INFORMATION GIVEN:
----------------------------------------

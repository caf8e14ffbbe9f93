//! Library crate for userdeck.
//!
//! This crate exposes the building blocks of the dashboard:
//! - Upstream REST access and data model (`api`)
//! - Application state, settings and update loop (`app`)
//! - Command-line surface and headless commands (`cli`)
//! - Error and result types (`error`)
//! - Collection and detail loaders (`loader`)
//! - Pagination (`pager`) and in-memory search (`search`)
//! - UI rendering and widgets (`ui`)
//!
//! It is used by the `userdeck` binary and by tests.
#![doc = include_str!("../README.md")]
#![deny(rustdoc::broken_intra_doc_links)]

pub mod api;
pub mod app;
pub mod cli;
pub mod error;
pub mod loader;
pub mod pager;
pub mod search;
pub mod ui;

/// Convenient error and result types shared across the crate.
pub use error::{FetchError, Result};
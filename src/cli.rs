//! Command-line surface and the headless (non-interactive) commands.
//!
//! `list` and `show` go through the same loaders, filter and pager as the
//! dashboard and print plain text instead of drawing a terminal UI.

use std::io::Write;
use std::path::PathBuf;

use clap::{Parser, Subcommand};
use tracing::warn;

use crate::api::{DirectorySource, User};
use crate::app::config::Overrides;
use crate::error::{Context, Result};
use crate::loader::{Posts, UserDetail, fetch_detail, fetch_directory};
use crate::pager::PageState;
use crate::search::filter_users;

#[derive(Parser, Debug)]
#[command(author, version, about = "Browse a remote user directory from the terminal")]
pub struct Cli {
    /// Root of the upstream REST API.
    #[arg(long, env = "USERDECK_BASE_URL")]
    pub base_url: Option<String>,
    /// Users per page.
    #[arg(long, env = "USERDECK_PAGE_SIZE")]
    pub page_size: Option<usize>,
    /// Number of page buttons in the pagination bar.
    #[arg(long)]
    pub page_window: Option<usize>,
    /// Posts shown on a user's detail view.
    #[arg(long)]
    pub post_limit: Option<usize>,
    /// Per-request timeout in seconds.
    #[arg(long, env = "USERDECK_TIMEOUT_SECS")]
    pub timeout_secs: Option<u64>,
    /// Settings file (`key = value`). Defaults to `userdeck.conf` in the
    /// working directory or the config directory.
    #[arg(long)]
    pub config: Option<PathBuf>,
    /// Write logs to this file. The dashboard logs nowhere without it.
    #[arg(long)]
    pub log_file: Option<PathBuf>,
    #[command(subcommand)]
    pub command: Option<Command>,
}

#[derive(Subcommand, Debug, Clone, PartialEq, Eq)]
pub enum Command {
    /// Print one page of the (optionally filtered) directory.
    List {
        /// Case-insensitive match on name, email or username.
        #[arg(short, long, default_value = "")]
        query: String,
        /// 1-based page number.
        #[arg(short, long, default_value_t = 1)]
        page: usize,
    },
    /// Print one user's profile and first posts.
    Show { id: String },
}

impl Cli {
    pub fn overrides(&self) -> Overrides {
        Overrides {
            base_url: self.base_url.clone(),
            page_size: self.page_size,
            page_window: self.page_window,
            post_limit: self.post_limit,
            timeout_secs: self.timeout_secs,
        }
    }
}

/// Fetch the directory and print the requested page.
pub async fn run_list<W: Write>(
    source: &dyn DirectorySource,
    query: &str,
    page: usize,
    page_size: usize,
    out: &mut W,
) -> Result<()> {
    let users = fetch_directory(source).await.context("loading users")?;
    write_list(out, &users, query, page, page_size)
}

/// Filter, paginate and print `users`.
///
/// An out-of-range `page` leaves the pager on page 1 and prints a note.
pub fn write_list<W: Write>(
    out: &mut W,
    users: &[User],
    query: &str,
    page: usize,
    page_size: usize,
) -> Result<()> {
    let filtered = filter_users(users, query);
    let mut pages = PageState::new(page_size);
    pages.set_total_items(filtered.len());
    if !pages.go_to(page) {
        warn!(page, total = pages.total_pages(), "requested page out of range");
        writeln!(
            out,
            "page {page} is out of range (1-{}), showing page {}",
            pages.total_pages(),
            pages.current()
        )?;
    }

    writeln!(out, "{} Users Found", filtered.len())?;
    if filtered.is_empty() {
        writeln!(out, "No users found")?;
        return Ok(());
    }

    writeln!(
        out,
        "{:>4}  {:<26} {:<18} {:<28} COMPANY",
        "ID", "NAME", "USERNAME", "EMAIL"
    )?;
    for user in pages.slice(&filtered) {
        writeln!(
            out,
            "{:>4}  {:<26} {:<18} {:<28} {}",
            user.id,
            user.name,
            format!("@{}", user.username),
            user.email,
            user.company.name
        )?;
    }
    if let Some(summary) = pages.summary() {
        writeln!(out, "{summary} (page {} of {})", pages.current(), pages.total_pages())?;
    }
    Ok(())
}

/// Fetch one user with their posts and print them.
pub async fn run_show<W: Write>(
    source: &dyn DirectorySource,
    raw_id: &str,
    post_limit: usize,
    out: &mut W,
) -> Result<()> {
    let detail = fetch_detail(source, raw_id, post_limit)
        .await
        .with_context(|| format!("User not found: {raw_id}"))?;
    write_detail(out, &detail)
}

pub fn write_detail<W: Write>(out: &mut W, detail: &UserDetail) -> Result<()> {
    let u = &detail.user;
    writeln!(out, "{} (@{})", u.name, u.username)?;
    writeln!(out, "  id:       {}", u.id)?;
    writeln!(out, "  email:    {}", u.email)?;
    writeln!(out, "  phone:    {}", u.phone)?;
    writeln!(out, "  website:  {}", u.website)?;
    writeln!(out, "  address:  {}", u.address.one_line())?;
    writeln!(out, "  geo:      {}, {}", u.address.geo.lat, u.address.geo.lng)?;
    writeln!(out, "  company:  {}", u.company.name)?;
    writeln!(out, "            \"{}\"", u.company.catch_phrase)?;
    writeln!(out, "            {}", u.company.bs)?;
    writeln!(out)?;
    writeln!(out, "Recent posts")?;
    match &detail.posts {
        Posts::Ready(posts) if posts.is_empty() => writeln!(out, "  No posts found")?,
        Posts::Ready(posts) => {
            for post in posts {
                writeln!(out, "  - {}", post.title)?;
                for line in post.body.lines() {
                    writeln!(out, "    {line}")?;
                }
            }
        }
        Posts::Unavailable(err) => writeln!(out, "  Posts unavailable: {err}")?,
    }
    Ok(())
}

#[cfg(test)]
mod tests {
    use super::*;

    fn users(n: u64) -> Vec<User> {
        (1..=n)
            .map(|id| User {
                id,
                name: format!("User {id}"),
                username: format!("user{id}"),
                email: format!("user{id}@example.com"),
                ..User::default()
            })
            .collect()
    }

    fn render(users: &[User], query: &str, page: usize) -> String {
        let mut out = Vec::new();
        write_list(&mut out, users, query, page, 6).unwrap();
        String::from_utf8(out).unwrap()
    }

    #[test]
    fn second_page_of_eleven() {
        let text = render(&users(11), "", 2);
        assert!(text.contains("11 Users Found"));
        assert!(text.contains("User 7"));
        assert!(text.contains("User 11"));
        assert!(!text.contains("User 6 "));
        assert!(text.contains("Showing 7 to 11 of 11 users (page 2 of 2)"));
    }

    #[test]
    fn out_of_range_page_falls_back_to_first() {
        let text = render(&users(11), "", 9);
        assert!(text.starts_with("page 9 is out of range (1-2), showing page 1"));
        assert!(text.contains("Showing 1 to 6 of 11 users"));
    }

    #[test]
    fn no_match_prints_empty_state_without_summary() {
        let text = render(&users(11), "green", 1);
        assert!(text.contains("0 Users Found"));
        assert!(text.contains("No users found"));
        assert!(!text.contains("Showing"));
    }

    #[test]
    fn parses_subcommands_and_flags() {
        let cli = Cli::try_parse_from([
            "userdeck",
            "--page-size",
            "4",
            "list",
            "-q",
            "lean",
            "-p",
            "2",
        ])
        .unwrap();
        assert_eq!(cli.page_size, Some(4));
        assert_eq!(
            cli.command,
            Some(Command::List {
                query: "lean".into(),
                page: 2
            })
        );
        let cli = Cli::try_parse_from(["userdeck", "show", "3"]).unwrap();
        assert_eq!(cli.command, Some(Command::Show { id: "3".into() }));
        assert_eq!(cli.overrides().page_size, None);
    }
}
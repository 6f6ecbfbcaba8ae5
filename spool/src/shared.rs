use std::sync::{Arc, OnceLock};

/// A lazily created value shared through [`Arc`] handles.
///
/// The first call to [`get_or_init`](Self::get_or_init) constructs the value;
/// callers racing with it block until construction finishes and then receive
/// a handle to the same allocation. The value is never reset.
pub struct SharedInstance<T>(OnceLock<Arc<T>>);

impl<T> SharedInstance<T> {
    pub const fn new() -> Self {
        Self(OnceLock::new())
    }

    pub fn get_or_init(&self, init: impl FnOnce() -> T) -> Arc<T> {
        self.0.get_or_init(|| Arc::new(init())).clone()
    }

    /// Returns the instance if it has already been created.
    pub fn get(&self) -> Option<Arc<T>> {
        self.0.get().cloned()
    }
}

impl<T> Default for SharedInstance<T> {
    fn default() -> Self {
        Self::new()
    }
}

#[cfg(test)]
mod tests {
    use super::*;
    use std::sync::Barrier;
    use std::sync::atomic::{AtomicUsize, Ordering};

    #[test]
    fn racing_first_access() {
        const THREADS: usize = 50;

        let constructed = AtomicUsize::new(0);
        let shared = SharedInstance::new();
        let barrier = Barrier::new(THREADS);

        let handles = std::thread::scope(|cx| {
            let workers = (0..THREADS)
                .map(|_| {
                    cx.spawn(|| {
                        barrier.wait();
                        shared.get_or_init(|| {
                            constructed.fetch_add(1, Ordering::Relaxed);
                            std::thread::yield_now();
                            String::from("spool")
                        })
                    })
                })
                .collect::<Vec<_>>();
            workers
                .into_iter()
                .map(|w| w.join().unwrap())
                .collect::<Vec<_>>()
        });

        assert_eq!(constructed.load(Ordering::Relaxed), 1);
        let first = shared.get().unwrap();
        assert_eq!(*first, "spool");
        assert!(handles.iter().all(|h| Arc::ptr_eq(h, &first)));
    }

    #[test]
    fn get_before_init() {
        let shared = SharedInstance::<u32>::new();
        assert!(shared.get().is_none());
        assert_eq!(*shared.get_or_init(|| 1), 1);
        assert_eq!(*shared.get_or_init(|| 2), 1);
    }
}
//! Forward projection of the pupil (and optionally the rest of the eye model)
//! into the camera image.
//!
//! Pipeline per point: optional corneal refraction in the unrotated eye frame,
//! rotation about the eye's rotation center, eyeWorld → scene-world, pinhole
//! projection with radial distortion. The pupil ellipse is the conic through
//! the projected pupil perimeter points.

mod raytrace;

pub use raytrace::RayTraceTables;

use nalgebra::{Matrix3, Vector3};
use serde::{Deserialize, Serialize};

use crate::conic::{fit_transparent, TransparentEllipse, MIN_CONIC_POINTS};
use crate::error::{config_err, Error, Result};
use crate::eye::{EyeModel, EyePose};
use crate::scene::SceneGeometry;
use raytrace::virtual_image;

/// Pupil perimeter points used when no count is given.
pub const DEFAULT_PERIMETER_POINTS: usize = MIN_CONIC_POINTS;

const IRIS_PERIMETER_POINTS: usize = 16;
const SURFACE_POLAR_STEPS: usize = 18;
const SURFACE_AZIMUTH_STEPS: usize = 24;

/// What an entry of [`Projection::image_points`] depicts.
#[derive(Debug, Clone, Copy, PartialEq, Eq, Hash, Serialize, Deserialize)]
#[serde(rename_all = "snake_case")]
pub enum PointLabel {
    PupilPerimeter,
    PupilCenter,
    IrisCenter,
    RotationCenter,
    IrisPerimeter,
    PosteriorChamber,
    AnteriorChamber,
}

impl PointLabel {
    /// Points seen through the cornea.
    pub fn is_refracted(self) -> bool {
        matches!(
            self,
            PointLabel::PupilPerimeter
                | PointLabel::PupilCenter
                | PointLabel::IrisCenter
                | PointLabel::IrisPerimeter
        )
    }
}

/// Output of [`project`].
#[derive(Debug, Clone, PartialEq, Serialize, Deserialize)]
pub struct Projection {
    /// Ellipse through the projected pupil perimeter.
    pub ellipse: TransparentEllipse,
    /// Rotated (and, where traced, refracted) points in eyeWorld coordinates.
    pub eye_world_points: Vec<[f64; 3]>,
    /// Distorted pixel coordinates; NaN for points behind the camera.
    pub image_points: Vec<[f64; 2]>,
    pub point_labels: Vec<PointLabel>,
    /// Camera-node miss distance of the traced ray per point (mm); NaN when
    /// the point was not traced.
    pub ray_trace_errors: Vec<f64>,
}

impl Projection {
    /// Image points carrying `label`.
    pub fn points_with_label(&self, label: PointLabel) -> impl Iterator<Item = &[f64; 2]> + '_ {
        self.image_points
            .iter()
            .zip(self.point_labels.iter())
            .filter(move |(_, l)| **l == label)
            .map(|(p, _)| p)
    }
}

/// Project `pose` under `scene` with the default pupil sampling.
///
/// `ray_trace` enables corneal refraction; `full_model` adds the iris, the
/// eye centers and the chamber surfaces to the returned point sets.
pub fn project(
    pose: &EyePose,
    scene: &SceneGeometry,
    ray_trace: Option<&RayTraceTables>,
    full_model: bool,
) -> Result<Projection> {
    project_with_points(pose, scene, ray_trace, full_model, DEFAULT_PERIMETER_POINTS)
}

/// [`project`] with an explicit number of pupil perimeter points.
pub fn project_with_points(
    pose: &EyePose,
    scene: &SceneGeometry,
    ray_trace: Option<&RayTraceTables>,
    full_model: bool,
    n_perimeter_points: usize,
) -> Result<Projection> {
    if n_perimeter_points < MIN_CONIC_POINTS {
        return Err(config_err(format!(
            "at least {MIN_CONIC_POINTS} pupil perimeter points are required, got {n_perimeter_points}"
        )));
    }
    if pose.pupil_radius < 0.0 {
        return Err(config_err(format!(
            "pupil radius must be non-negative, got {}",
            pose.pupil_radius
        )));
    }
    scene.validate()?;
    if let Some(tables) = ray_trace {
        tables.validate()?;
    }
    let eye = scene.eye_model()?;

    let (sources, labels) = model_points(&eye, pose.pupil_radius, n_perimeter_points, full_model)?;
    let frame = PoseFrame::new(pose, scene, &eye);

    let mut eye_world_points = Vec::with_capacity(sources.len());
    let mut image_points = Vec::with_capacity(sources.len());
    let mut ray_trace_errors = Vec::with_capacity(sources.len());
    for (source, label) in sources.iter().zip(labels.iter()) {
        let tables = ray_trace.filter(|_| label.is_refracted());
        let (p, err) = frame.place(&eye, source, tables);
        image_points.push(scene.project_eye_point(&p));
        eye_world_points.push([p.x, p.y, p.z]);
        ray_trace_errors.push(err);
    }

    let ellipse = pupil_ellipse(pose, &image_points[..n_perimeter_points]);
    tracing::trace!(
        azimuth = pose.azimuth,
        elevation = pose.elevation,
        radius = pose.pupil_radius,
        points = image_points.len(),
        "projected eye pose"
    );

    Ok(Projection {
        ellipse,
        eye_world_points,
        image_points,
        point_labels: labels,
        ray_trace_errors,
    })
}

/// Pupil ellipse only, for solver inner loops. The scene and eye model are
/// assumed valid; NaN poses give a NaN ellipse.
pub(crate) fn project_pupil_ellipse(
    pose: &EyePose,
    scene: &SceneGeometry,
    eye: &EyeModel,
    ray_trace: Option<&RayTraceTables>,
) -> TransparentEllipse {
    if !pose.is_finite() || pose.pupil_radius <= 0.0 {
        return TransparentEllipse::nan();
    }
    let frame = PoseFrame::new(pose, scene, eye);
    let image_points: Vec<[f64; 2]> = eye
        .pupil_perimeter(pose.pupil_radius, DEFAULT_PERIMETER_POINTS)
        .iter()
        .map(|source| {
            let (p, _) = frame.place(eye, source, ray_trace);
            scene.project_eye_point(&p)
        })
        .collect();
    pupil_ellipse(pose, &image_points)
}

fn pupil_ellipse(pose: &EyePose, perimeter: &[[f64; 2]]) -> TransparentEllipse {
    if !(pose.pupil_radius > 0.0) {
        return TransparentEllipse::nan();
    }
    fit_transparent(perimeter)
}

fn model_points(
    eye: &EyeModel,
    pupil_radius: f64,
    n_perimeter_points: usize,
    full_model: bool,
) -> Result<(Vec<Vector3<f64>>, Vec<PointLabel>)> {
    let mut points = eye.pupil_perimeter(pupil_radius, n_perimeter_points);
    let mut labels = vec![PointLabel::PupilPerimeter; points.len()];
    if !full_model {
        return Ok((points, labels));
    }

    let mut push = |set: Vec<Vector3<f64>>, label: PointLabel| {
        labels.extend(std::iter::repeat(label).take(set.len()));
        points.extend(set);
    };
    push(vec![eye.pupil_center], PointLabel::PupilCenter);
    push(vec![eye.iris_center], PointLabel::IrisCenter);
    push(vec![eye.rotation_center], PointLabel::RotationCenter);
    push(eye.iris_perimeter(IRIS_PERIMETER_POINTS), PointLabel::IrisPerimeter);

    let posterior = eye.posterior_chamber_points(SURFACE_POLAR_STEPS, SURFACE_AZIMUTH_STEPS);
    if posterior.is_empty() {
        return Err(Error::ModelInconsistency(
            "no posterior chamber points lie between the posterior pole and the iris plane"
                .into(),
        ));
    }
    push(posterior, PointLabel::PosteriorChamber);

    let anterior = eye.anterior_chamber_points(SURFACE_POLAR_STEPS, SURFACE_AZIMUTH_STEPS);
    if anterior.is_empty() {
        return Err(Error::ModelInconsistency(
            "no corneal surface points lie anterior to the iris plane".into(),
        ));
    }
    push(anterior, PointLabel::AnteriorChamber);

    Ok((points, labels))
}

/// Per-pose quantities shared by every projected point.
struct PoseFrame {
    rotation: Matrix3<f64>,
    rotation_center: Vector3<f64>,
    /// Camera node in the unrotated eye frame.
    camera: Vector3<f64>,
}

impl PoseFrame {
    fn new(pose: &EyePose, scene: &SceneGeometry, eye: &EyeModel) -> Self {
        let rotation = pose.rotation_matrix();
        let rotation_center = eye.rotation_center;
        let camera_world = scene.camera_position_eye_world();
        let camera = rotation.transpose() * (camera_world - rotation_center) + rotation_center;
        Self {
            rotation,
            rotation_center,
            camera,
        }
    }

    /// Refract (when `tables` is given) and rotate one eye point. Returns the
    /// eyeWorld position and the ray-trace miss distance.
    fn place(
        &self,
        eye: &EyeModel,
        source: &Vector3<f64>,
        tables: Option<&RayTraceTables>,
    ) -> (Vector3<f64>, f64) {
        let (point, err) = match tables {
            Some(t) => match virtual_image(eye, source, &self.camera, t) {
                Some(vi) => (vi.point, vi.residual),
                None => (Vector3::repeat(f64::NAN), f64::NAN),
            },
            None => (*source, f64::NAN),
        };
        (
            self.rotation * (point - self.rotation_center) + self.rotation_center,
            err,
        )
    }
}

#[cfg(test)]
mod tests {
    use super::*;
    use crate::eye::EyeAnatomy;
    use crate::scene::CameraIntrinsics;
    use approx::assert_relative_eq;
    use rand::prelude::*;
    use std::f64::consts::PI;

    fn scene() -> SceneGeometry {
        SceneGeometry::pinhole(CameraIntrinsics::new(772.55, 320.0, 240.0), [0.0, 0.0, 120.0], 11.29)
    }

    #[test]
    fn straight_ahead_pupil_lands_on_principal_point() {
        let proj = project(&EyePose::new(0.0, 0.0, 2.0), &scene(), None, false).unwrap();
        let e = proj.ellipse;
        assert!((e.center_x - 320.0).abs() < 1.0);
        assert!((e.center_y - 240.0).abs() < 1.0);
        let r_px = 772.55 * 2.0 / 123.7;
        assert_relative_eq!(e.area, PI * r_px * r_px, max_relative = 1e-6);
        assert!(e.eccentricity < 1e-3);
    }

    #[test]
    fn area_grows_with_pupil_radius() {
        let s = scene();
        let mut last = 0.0;
        for r in [0.5, 1.0, 1.5, 2.0, 3.0, 4.0] {
            let area = project(&EyePose::new(12.0, -8.0, r), &s, None, false)
                .unwrap()
                .ellipse
                .area;
            assert!(area > last, "radius {r}: {area} <= {last}");
            last = area;
        }
    }

    #[test]
    fn zero_radius_gives_nan_ellipse() {
        let proj = project(&EyePose::new(5.0, 5.0, 0.0), &scene(), None, false).unwrap();
        assert!(proj.ellipse.has_nan());
        assert!(proj.ellipse.to_array().iter().all(|v| v.is_nan()));
    }

    #[test]
    fn negative_radius_is_rejected() {
        assert!(project(&EyePose::new(0.0, 0.0, -1.0), &scene(), None, false).is_err());
    }

    #[test]
    fn theta_stays_in_half_open_range() {
        let s = scene();
        let mut rng = StdRng::seed_from_u64(3);
        for _ in 0..200 {
            let pose = EyePose::new(
                rng.gen_range(-35.0..35.0),
                rng.gen_range(-25.0..25.0),
                rng.gen_range(0.5..4.0),
            );
            let e = project(&pose, &s, None, false).unwrap().ellipse;
            assert!(e.theta >= 0.0 && e.theta < PI, "{e:?}");
        }
    }

    #[test]
    fn projection_is_deterministic() {
        let s = scene();
        let pose = EyePose::new(-14.0, 9.0, 2.2);
        let a = project(&pose, &s, Some(&RayTraceTables::default()), false).unwrap();
        let b = project(&pose, &s, Some(&RayTraceTables::default()), false).unwrap();
        assert_eq!(a, b);
        let c = project(&pose, &s, None, true).unwrap();
        let d = project(&pose, &s, None, true).unwrap();
        assert_eq!(c.ellipse, d.ellipse);
        assert_eq!(c.image_points, d.image_points);
    }

    #[test]
    fn rotated_pupil_moves_and_flattens() {
        let s = scene();
        let right = project(&EyePose::new(20.0, 0.0, 2.0), &s, None, false).unwrap().ellipse;
        let up = project(&EyePose::new(0.0, 20.0, 2.0), &s, None, false).unwrap().ellipse;
        assert!(right.center_x > 320.0);
        assert!(up.center_y < 240.0);
        assert!(right.eccentricity > 0.2);
        // horizontal rotation foreshortens horizontally: major axis is vertical
        assert!((right.theta - PI / 2.0).abs() < 1e-3, "{right:?}");
        assert!(up.theta < 1e-3 || up.theta > PI - 1e-3, "{up:?}");
    }

    #[test]
    fn distortion_changes_off_center_ellipses_only() {
        let plain = scene();
        let mut distorted = scene();
        distorted.radial_distortion_vector = [-0.3, 0.1];

        let centered = EyePose::new(0.0, 0.0, 2.0);
        let a = project(&centered, &plain, None, false).unwrap().ellipse;
        let b = project(&centered, &distorted, None, false).unwrap().ellipse;
        assert_relative_eq!(a.center_x, b.center_x, epsilon = 1e-9);
        assert!(b.area < a.area);

        let off = EyePose::new(25.0, 15.0, 2.0);
        let c = project(&off, &plain, None, false).unwrap().ellipse;
        let d = project(&off, &distorted, None, false).unwrap().ellipse;
        assert!((c.center_x - d.center_x).abs() > 1e-3);
    }

    #[test]
    fn refraction_enlarges_the_pupil_image() {
        let s = scene();
        let pose = EyePose::new(0.0, 0.0, 2.0);
        let tables = RayTraceTables::default();
        let plain = project(&pose, &s, None, false).unwrap();
        let refracted = project(&pose, &s, Some(&tables), false).unwrap();
        assert!(refracted.ellipse.area > plain.ellipse.area);
        assert!(refracted.ray_trace_errors.iter().all(|e| *e < 1e-6));
        assert!(plain.ray_trace_errors.iter().all(|e| e.is_nan()));
    }

    #[test]
    fn full_model_labels_every_point() {
        let proj = project(&EyePose::new(10.0, 5.0, 2.0), &scene(), None, true).unwrap();
        assert_eq!(proj.image_points.len(), proj.point_labels.len());
        assert_eq!(proj.eye_world_points.len(), proj.point_labels.len());
        assert_eq!(proj.points_with_label(PointLabel::PupilPerimeter).count(), 5);
        assert_eq!(proj.points_with_label(PointLabel::RotationCenter).count(), 1);
        assert_eq!(proj.points_with_label(PointLabel::IrisPerimeter).count(), IRIS_PERIMETER_POINTS);
        assert!(proj.points_with_label(PointLabel::PosteriorChamber).count() > 0);
        assert!(proj.points_with_label(PointLabel::AnteriorChamber).count() > 0);
    }

    #[test]
    fn rotation_center_is_fixed_under_rotation() {
        let s = scene();
        let a = project(&EyePose::new(0.0, 0.0, 2.0), &s, None, true).unwrap();
        let b = project(&EyePose::new(30.0, -20.0, 2.0), &s, None, true).unwrap();
        let ca = a.points_with_label(PointLabel::RotationCenter).next().unwrap();
        let cb = b.points_with_label(PointLabel::RotationCenter).next().unwrap();
        assert_relative_eq!(ca[0], cb[0], epsilon = 1e-9);
        assert_relative_eq!(ca[1], cb[1], epsilon = 1e-9);
    }

    #[test]
    fn empty_surface_filter_is_a_model_inconsistency() {
        let mut s = scene();
        s.anatomy = EyeAnatomy {
            anterior_chamber_depth_mm: -1.0,
            ..EyeAnatomy::default()
        };
        match project(&EyePose::new(0.0, 0.0, 2.0), &s, None, true) {
            Err(Error::ModelInconsistency(_)) => {}
            other => panic!("expected model inconsistency, got {other:?}"),
        }
    }

    #[test]
    fn fast_path_matches_full_projection() {
        let s = scene();
        let eye = s.eye_model().unwrap();
        let pose = EyePose::new(-18.0, 12.0, 1.7);
        let full = project(&pose, &s, None, false).unwrap().ellipse;
        let fast = project_pupil_ellipse(&pose, &s, &eye, None);
        assert_eq!(full, fast);
    }

    #[test]
    fn projection_serializes() {
        let proj = project(&EyePose::new(3.0, 2.0, 2.0), &scene(), None, false).unwrap();
        let json = serde_json::to_string(&proj).unwrap();
        assert!(json.contains("pupil_perimeter"));
        assert!(json.contains("ray_trace_errors"));
    }
}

----------------------------------------

ACTION ITEM: Find the word "node" in the entries above and gather every line that holds it.

EXPECTED ANSWER:
    /// Camera-node miss distance of the traced ray per point (mm); NaN when
    /// Camera node in the unrotated eye frame.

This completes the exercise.